An algorithm for the calculation of distribution parameters in an analysis of the dose-effect curve

Conclusion

An algorithm is proposed for calculating the parameters of the statistical distribution of the dose-effect curve on the basis of the principle of piecewise-linear approximation. The computer program enables an estimate of the mean dose (equivalent to the value ED₅₀ as applied to a normal distribution) and the error of its determination to be obtained; a check on the hypothesis of the normality of the statistical distribution is carried out by the method of moments and Kolmogorov's criterion; if this hypothesis is correct, the values of ED₀₂₅ and ED₉₇₅ are calculated. Since the algorithm is not connected with any a priori hypothesis concerning the nature of the distribution of the probability of the effect, the estimate obtained by using it is free from the distortions inherent in the method of probit anaylsis [1]. At the same time, the possibility of approximating the empirical distribution by the normal distribution is taken into account and is checked by the extremely strict criterion of moments and Kolmogorov's criterion. The corresponding check has shown that some of the empirical distributions of the probability of a lethal effect of antibiotics that we have encountered in acute experiments on mice definitely do not belong to the normal type.

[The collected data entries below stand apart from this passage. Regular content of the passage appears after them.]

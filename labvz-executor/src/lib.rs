//! Privileged VM lifecycle management on a single OpenVZ host.
//!
//! Owns every invocation of the control and listing tools: timed command
//! execution, listing parsing, serialized address claims and the lifecycle
//! state machine.

#![warn(clippy::pedantic)]
#![deny(clippy::unwrap_used)]

pub mod activator;
pub mod backend;
pub mod command;
pub mod config;
pub mod controller;
pub mod error;
pub mod gateway;
pub mod listing;
pub mod vzctl;

pub use activator::{EndpointActivator, FixedPortActivator};
pub use backend::{ControlTool, ToolCommand};
pub use command::{run_tool, ToolOutput};
pub use config::ToolConfig;
pub use controller::{CreateStep, VmController, VmRecord, VmState};
pub use error::ExecutorError;
pub use gateway::{AllocationGateway, Claim};
pub use listing::{Listing, ListingEntry, VmStatus};
pub use vzctl::VzctlTool;
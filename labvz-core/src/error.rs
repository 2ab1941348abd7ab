use ipnetwork::Ipv4Network;

/// Errors produced by the `labvz-core` crate.
#[derive(Debug, thiserror::Error)]
#[non_exhaustive]
pub enum CoreError {
    /// A VM identifier was malformed or outside `(100, max]`.
    #[error("invalid VM id '{raw}': {reason}")]
    InvalidIdentifier { raw: String, reason: String },

    /// Every address in every configured subnet is taken.
    #[error("no available address in subnets {}", format_subnets(.subnets))]
    NoAddressAvailable { subnets: Vec<Ipv4Network> },

    /// The requested OS/version pair has no template.
    #[error("unsupported OS template: os '{os}' version '{version}'")]
    UnsupportedTemplate { os: String, version: String },

    /// A provisioning configuration field failed validation.
    #[error("invalid configuration field '{field}': {reason}")]
    InvalidConfig { field: String, reason: String },
}

fn format_subnets(subnets: &[Ipv4Network]) -> String {
    subnets
        .iter()
        .map(ToString::to_string)
        .collect::<Vec<_>>()
        .join(", ")
}
//! Lab glue around the VM controller.
//!
//! Synchronizes lab repositories, loads lab specs, triggers remote lab tests
//! and exposes everything through the `labvz` command line.

#![warn(clippy::pedantic)]
#![deny(clippy::unwrap_used)]

pub mod cli;
pub mod config;
pub mod error;
pub mod labspec;
pub mod repo;
pub mod settings;
pub mod trigger;

pub use config::LabConfig;
pub use error::LabError;
pub use labspec::{read_lab_spec, LabSpec};
pub use repo::{repo_name, RepoSync};
pub use settings::Settings;
pub use trigger::{TestOutcome, TestTrigger};
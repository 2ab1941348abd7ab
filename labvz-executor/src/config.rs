//! Control-tool locations and invocation limits.

use std::path::PathBuf;
use std::time::Duration;

use serde::{Deserialize, Serialize};

/// Where the OpenVZ tools live and how long each invocation may run.
#[derive(Debug, Clone, Serialize, Deserialize)]
#[serde(default)]
#[non_exhaustive]
pub struct ToolConfig {
    /// Path to `vzctl`.
    pub vzctl_path: PathBuf,

    /// Path to `vzlist`.
    pub vzlist_path: PathBuf,

    /// Per-invocation timeout in seconds.
    pub timeout_secs: u64,
}

impl Default for ToolConfig {
    fn default() -> Self {
        Self {
            vzctl_path: PathBuf::from("/usr/sbin/vzctl"),
            vzlist_path: PathBuf::from("/usr/sbin/vzlist"),
            timeout_secs: 300,
        }
    }
}

impl ToolConfig {
    /// Create a config with explicit paths and timeout.
    #[must_use]
    pub fn new(vzctl_path: PathBuf, vzlist_path: PathBuf, timeout: Duration) -> Self {
        Self {
            vzctl_path,
            vzlist_path,
            timeout_secs: timeout.as_secs(),
        }
    }

    /// Per-invocation timeout.
    #[must_use]
    pub fn timeout(&self) -> Duration {
        Duration::from_secs(self.timeout_secs)
    }
}
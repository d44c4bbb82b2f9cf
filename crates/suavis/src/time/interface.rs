use core::time::Duration;
use std::{boxed::Box, sync::Arc};

/// Default epoch: Wednesday, January 1, 2025 00:00:00 UTC
///
/// Timestamps keep the identifier's sign bit clear until roughly 2094.
pub const DEFAULT_EPOCH: Duration = Duration::from_millis(1_735_689_600_000);

/// A trait for time sources that return a monotonic or wall-clock timestamp.
///
/// This abstraction allows you to plug in a real system clock, a monotonic
/// timer, or a mocked time source in tests.
///
/// The unit is **whole milliseconds** relative to the source's epoch. Sources
/// should be monotonic, but the allocator tolerates readings that move
/// backwards (see [`ClockRegressionPolicy`]).
///
/// # Example
///
/// ```
/// use suavis::TimeSource;
///
/// struct FixedTime;
/// impl TimeSource for FixedTime {
///     fn current_millis(&self) -> u64 {
///         1234
///     }
/// }
///
/// let time = FixedTime;
/// assert_eq!(time.current_millis(), 1234);
/// ```
///
/// [`ClockRegressionPolicy`]: crate::ClockRegressionPolicy
pub trait TimeSource {
    /// Returns the current time in milliseconds since the configured epoch.
    fn current_millis(&self) -> u64;
}

impl<T: TimeSource + ?Sized> TimeSource for &T {
    fn current_millis(&self) -> u64 {
        (**self).current_millis()
    }
}

impl<T: TimeSource + ?Sized> TimeSource for Arc<T> {
    fn current_millis(&self) -> u64 {
        (**self).current_millis()
    }
}

impl<T: TimeSource + ?Sized> TimeSource for Box<T> {
    fn current_millis(&self) -> u64 {
        (**self).current_millis()
    }
}
use core::{fmt, str::FromStr, time::Duration};

use crate::{ParseIdError, WorkerId};

/// A 64-bit Snowflake identifier.
///
/// - 42 bits timestamp (ms since the allocator clock's epoch)
/// - 10 bits worker ID
/// - 12 bits sequence
///
/// ```text
///  Bit Index:  63 62                 22 21            12 11             0
///              +--+--------------------+----------------+---------------+
///  Field:      |  timestamp (42)       | worker ID (10) | sequence (12) |
///              +--+--------------------+----------------+---------------+
///               ^ sign bit, always zero
/// ```
///
/// The top timestamp bit is also the `i64` sign bit. It must stay clear so
/// every identifier is non-negative, which caps issuable timestamps at
/// [`Self::max_timestamp`] (2^41 - 1 ms, about 69 years past the epoch).
///
/// Identifiers compare by their raw value, which orders them by timestamp,
/// then worker id, then sequence.
///
/// The canonical text form is the decimal string produced by [`Display`] and
/// accepted by [`FromStr`]. Prefer it over a JSON number when identifiers
/// travel to clients whose integers are IEEE doubles (e.g. JavaScript), which
/// only represent integers up to 2^53 exactly.
///
/// ```
/// use suavis::SnowflakeId;
///
/// let id = SnowflakeId::from_components(1000, 2, 1);
/// assert_eq!(id.timestamp(), 1000);
/// assert_eq!(id.worker_id(), 2);
/// assert_eq!(id.sequence(), 1);
/// assert_eq!(id.to_string().parse::<SnowflakeId>(), Ok(id));
/// ```
///
/// [`Display`]: fmt::Display
#[derive(Copy, Clone, PartialEq, Eq, PartialOrd, Ord, Hash)]
pub struct SnowflakeId {
    id: u64,
}

impl SnowflakeId {
    /// Width of the timestamp field.
    pub const TIMESTAMP_BITS: u32 = 42;

    /// Width of the worker id field.
    pub const WORKER_ID_BITS: u32 = 10;

    /// Width of the sequence field.
    pub const SEQUENCE_BITS: u32 = 12;

    /// Bitmask for extracting the 42-bit timestamp field. Occupies bits 22
    /// through 63.
    pub const TIMESTAMP_MASK: u64 = (1 << Self::TIMESTAMP_BITS) - 1;

    /// Bitmask for extracting the 10-bit worker ID field. Occupies bits 12
    /// through 21.
    pub const WORKER_ID_MASK: u64 = (1 << Self::WORKER_ID_BITS) - 1;

    /// Bitmask for extracting the 12-bit sequence field. Occupies bits 0
    /// through 11.
    pub const SEQUENCE_MASK: u64 = (1 << Self::SEQUENCE_BITS) - 1;

    /// Number of bits to shift the timestamp to its correct position (bit 22).
    pub const TIMESTAMP_SHIFT: u32 = Self::WORKER_ID_SHIFT + Self::WORKER_ID_BITS;

    /// Number of bits to shift the worker ID to its correct position (bit 12).
    pub const WORKER_ID_SHIFT: u32 = Self::SEQUENCE_SHIFT + Self::SEQUENCE_BITS;

    /// Number of bits to shift the sequence field (bit 0).
    pub const SEQUENCE_SHIFT: u32 = 0;

    /// Packs the three fields into an identifier.
    ///
    /// Each field is masked to its width, so out-of-range input cannot bleed
    /// into neighbouring fields or the reserved bit.
    pub const fn from_components(timestamp: u64, worker_id: u64, sequence: u64) -> Self {
        let timestamp = (timestamp & Self::TIMESTAMP_MASK) << Self::TIMESTAMP_SHIFT;
        let worker_id = (worker_id & Self::WORKER_ID_MASK) << Self::WORKER_ID_SHIFT;
        let sequence = (sequence & Self::SEQUENCE_MASK) << Self::SEQUENCE_SHIFT;
        Self {
            id: timestamp | worker_id | sequence,
        }
    }

    /// Extracts the timestamp from the packed ID.
    pub const fn timestamp(&self) -> u64 {
        (self.id >> Self::TIMESTAMP_SHIFT) & Self::TIMESTAMP_MASK
    }

    /// Extracts the worker ID from the packed ID.
    pub const fn worker_id(&self) -> u64 {
        (self.id >> Self::WORKER_ID_SHIFT) & Self::WORKER_ID_MASK
    }

    /// Extracts the sequence number from the packed ID.
    pub const fn sequence(&self) -> u64 {
        (self.id >> Self::SEQUENCE_SHIFT) & Self::SEQUENCE_MASK
    }

    /// Returns the largest timestamp that keeps the sign bit clear.
    pub const fn max_timestamp() -> u64 {
        Self::TIMESTAMP_MASK >> 1
    }

    /// Returns the maximum possible value for the worker id field.
    pub const fn max_worker_id() -> u64 {
        Self::WORKER_ID_MASK
    }

    /// Returns the maximum possible value for the sequence field.
    pub const fn max_sequence() -> u64 {
        Self::SEQUENCE_MASK
    }

    /// Returns the worker id field as a validated [`WorkerId`].
    pub const fn worker(&self) -> WorkerId {
        WorkerId::from_raw(self.worker_id() as u16)
    }

    /// Converts this type into its raw type representation.
    pub const fn to_raw(&self) -> u64 {
        self.id
    }

    /// Converts a raw value into this type without validation.
    ///
    /// Use [`Self::is_valid`] to check that the reserved bit is clear.
    pub const fn from_raw(raw: u64) -> Self {
        Self { id: raw }
    }

    /// Returns `true` if the reserved high bit is clear.
    pub const fn is_valid(&self) -> bool {
        self.id >> (u64::BITS - 1) == 0
    }

    /// Returns the identifier as the signed 64-bit integer exposed to callers.
    ///
    /// Valid identifiers are always non-negative.
    pub const fn to_i64(&self) -> i64 {
        self.id as i64
    }

    /// Returns the ID as a zero-padded 19-digit string.
    ///
    /// Padded strings sort lexicographically in the same order as the
    /// identifiers themselves.
    pub fn to_padded_string(&self) -> String {
        format!("{:019}", self.id)
    }

    /// Returns the timestamp field as milliseconds since the Unix epoch, given
    /// the epoch the issuing clock counted from.
    pub fn unix_millis(&self, epoch: Duration) -> u64 {
        let epoch_ms = u64::try_from(epoch.as_millis()).unwrap_or(u64::MAX);
        epoch_ms.saturating_add(self.timestamp())
    }
}

impl From<SnowflakeId> for i64 {
    fn from(id: SnowflakeId) -> Self {
        id.to_i64()
    }
}

impl From<SnowflakeId> for u64 {
    fn from(id: SnowflakeId) -> Self {
        id.to_raw()
    }
}

impl TryFrom<i64> for SnowflakeId {
    type Error = ParseIdError;

    fn try_from(value: i64) -> Result<Self, Self::Error> {
        if value < 0 {
            return Err(ParseIdError::Negative { value });
        }
        Ok(Self::from_raw(value as u64))
    }
}

impl FromStr for SnowflakeId {
    type Err = ParseIdError;

    /// Parses the decimal form. Only ASCII digits are accepted, so signs such
    /// as `+5` or `-0` are rejected. Leading zeros are allowed so the padded
    /// form parses too.
    fn from_str(s: &str) -> Result<Self, Self::Err> {
        if s.is_empty() || !s.bytes().all(|b| b.is_ascii_digit()) {
            return Err(ParseIdError::NonDigit);
        }
        let value: i64 = s.parse()?;
        Self::try_from(value)
    }
}

impl fmt::Display for SnowflakeId {
    fn fmt(&self, f: &mut fmt::Formatter<'_>) -> fmt::Result {
        write!(f, "{}", self.id)
    }
}

impl fmt::Debug for SnowflakeId {
    fn fmt(&self, f: &mut fmt::Formatter<'_>) -> fmt::Result {
        f.debug_struct("SnowflakeId")
            .field("id", &format_args!("0x{:016x}", self.id))
            .field("timestamp", &self.timestamp())
            .field("worker_id", &self.worker_id())
            .field("sequence", &self.sequence())
            .finish()
    }
}

#[cfg(test)]
mod tests {
    use super::*;

    #[test]
    fn layout_matches_documented_shifts() {
        assert_eq!(SnowflakeId::TIMESTAMP_SHIFT, 22);
        assert_eq!(SnowflakeId::WORKER_ID_SHIFT, 12);
        assert_eq!(
            SnowflakeId::TIMESTAMP_BITS + SnowflakeId::WORKER_ID_BITS + SnowflakeId::SEQUENCE_BITS,
            64
        );
        assert_eq!(SnowflakeId::TIMESTAMP_MASK, (1 << 42) - 1);
        assert_eq!(SnowflakeId::max_timestamp(), (1 << 41) - 1);
        assert_eq!(SnowflakeId::max_worker_id(), 1023);
        assert_eq!(SnowflakeId::max_sequence(), 4095);
    }

    #[test]
    fn packs_fields_into_expected_bits() {
        let id = SnowflakeId::from_components(1, 1, 1);
        assert_eq!(id.to_raw(), (1 << 22) | (1 << 12) | 1);

        let id = SnowflakeId::from_components(0x2AB, 0x155, 0xABC);
        assert_eq!(id.to_raw(), (0x2AB << 22) | (0x155 << 12) | 0xABC);
    }

    #[test]
    fn field_round_trip_is_bit_exact() {
        let samples = [
            SnowflakeId::from_components(0, 0, 0),
            SnowflakeId::from_components(123_456_789, 3, 17),
            SnowflakeId::from_components(
                SnowflakeId::max_timestamp(),
                SnowflakeId::max_worker_id(),
                SnowflakeId::max_sequence(),
            ),
        ];
        for id in samples {
            let rebuilt = SnowflakeId::from_components(id.timestamp(), id.worker_id(), id.sequence());
            assert_eq!(rebuilt.to_raw(), id.to_raw());
        }
    }

    #[test]
    fn max_components_keep_reserved_bit_clear() {
        let id = SnowflakeId::from_components(
            SnowflakeId::max_timestamp(),
            SnowflakeId::max_worker_id(),
            SnowflakeId::max_sequence(),
        );
        assert!(id.is_valid());
        assert_eq!(id.to_i64(), i64::MAX);
        assert!(!SnowflakeId::from_raw(u64::MAX).is_valid());

        let past_max = SnowflakeId::from_components(SnowflakeId::max_timestamp() + 1, 0, 0);
        assert!(!past_max.is_valid());
        assert_eq!(past_max.timestamp(), 1 << 41);
    }

    #[test]
    fn oversized_fields_are_masked() {
        let id = SnowflakeId::from_components(5, 1024 + 3, 4096 + 9);
        assert_eq!(id.timestamp(), 5);
        assert_eq!(id.worker_id(), 3);
        assert_eq!(id.sequence(), 9);
    }

    #[test]
    fn distinct_workers_never_collide() {
        let a = SnowflakeId::from_components(42, 3, 0);
        let b = SnowflakeId::from_components(42, 7, 0);
        assert_eq!(a.timestamp(), b.timestamp());
        assert_eq!(a.sequence(), b.sequence());
        assert_ne!(a.worker_id(), b.worker_id());
        assert_ne!(a, b);
    }

    #[test]
    fn ordering_follows_timestamp_then_sequence() {
        let a = SnowflakeId::from_components(10, 5, 4095);
        let b = SnowflakeId::from_components(11, 5, 0);
        let c = SnowflakeId::from_components(11, 5, 1);
        assert!(a < b && b < c);
    }

    #[test]
    fn decimal_string_round_trip() {
        let id = SnowflakeId::from_components(1_000_000, 1023, 4095);
        let s = id.to_string();
        assert_eq!(s, id.to_raw().to_string());
        assert_eq!(s.parse::<SnowflakeId>(), Ok(id));
    }

    #[test]
    fn parse_rejects_bad_input() {
        for input in ["", "12a", " 5", "5 ", "+5", "-0", "-1", "0x10"] {
            assert_eq!(
                input.parse::<SnowflakeId>(),
                Err(ParseIdError::NonDigit),
                "{input:?}"
            );
        }
        assert!(matches!(
            "9223372036854775808".parse::<SnowflakeId>(),
            Err(ParseIdError::InvalidDigits(_))
        ));
    }

    #[test]
    fn parse_then_print_is_stable() {
        for input in ["0", "5", "4202499", "9223372036854775807"] {
            let id: SnowflakeId = input.parse().unwrap();
            assert_eq!(id.to_string(), input);
        }
        let padded = SnowflakeId::from_components(3, 2, 1).to_padded_string();
        assert_eq!(
            padded.parse::<SnowflakeId>(),
            Ok(SnowflakeId::from_components(3, 2, 1))
        );
    }

    #[test]
    fn signed_conversions() {
        let id = SnowflakeId::from_components(77, 1, 2);
        let signed: i64 = id.into();
        assert_eq!(SnowflakeId::try_from(signed), Ok(id));
        assert_eq!(
            SnowflakeId::try_from(i64::MIN),
            Err(ParseIdError::Negative { value: i64::MIN })
        );
    }

    #[test]
    fn padded_string_sorts_like_ids() {
        let small = SnowflakeId::from_components(1, 0, 0);
        let large = SnowflakeId::from_components(1 << 30, 0, 0);
        assert_eq!(small.to_padded_string().len(), 19);
        assert_eq!(large.to_padded_string().len(), 19);
        assert!(small.to_padded_string() < large.to_padded_string());
    }

    #[test]
    fn unix_millis_adds_epoch() {
        let id = SnowflakeId::from_components(500, 0, 0);
        assert_eq!(id.unix_millis(Duration::from_millis(1_000)), 1_500);
    }

    #[test]
    fn debug_shows_fields() {
        let id = SnowflakeId::from_components(1, 2, 3);
        let dbg = format!("{id:?}");
        assert!(dbg.contains("timestamp: 1"));
        assert!(dbg.contains("worker_id: 2"));
        assert!(dbg.contains("sequence: 3"));
    }
}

In this case, the estimate of the mean dose cannot be expressed by the idea of ED₅₀, which is quite permissible for a normal distribution in which the mathematical expectation and the median coincide. In addition to the variance of the distribution of the probability of the effect, we also calculated the variance of the summed binomial distribution of the tests of various doses, which estimates the error in the estimate of the mean dose. This estimate is weakly connected with the nonuniformity of the distribution of the symptom of sensitivity to the preparation in the population and therefore permits the approximation of the binomial distributions to the normal distribution to a considerably greater extent. It is proposed to calculate the confidence intervals for the estimate of the mean dose for the 5% level of significance on the basis of the latter program.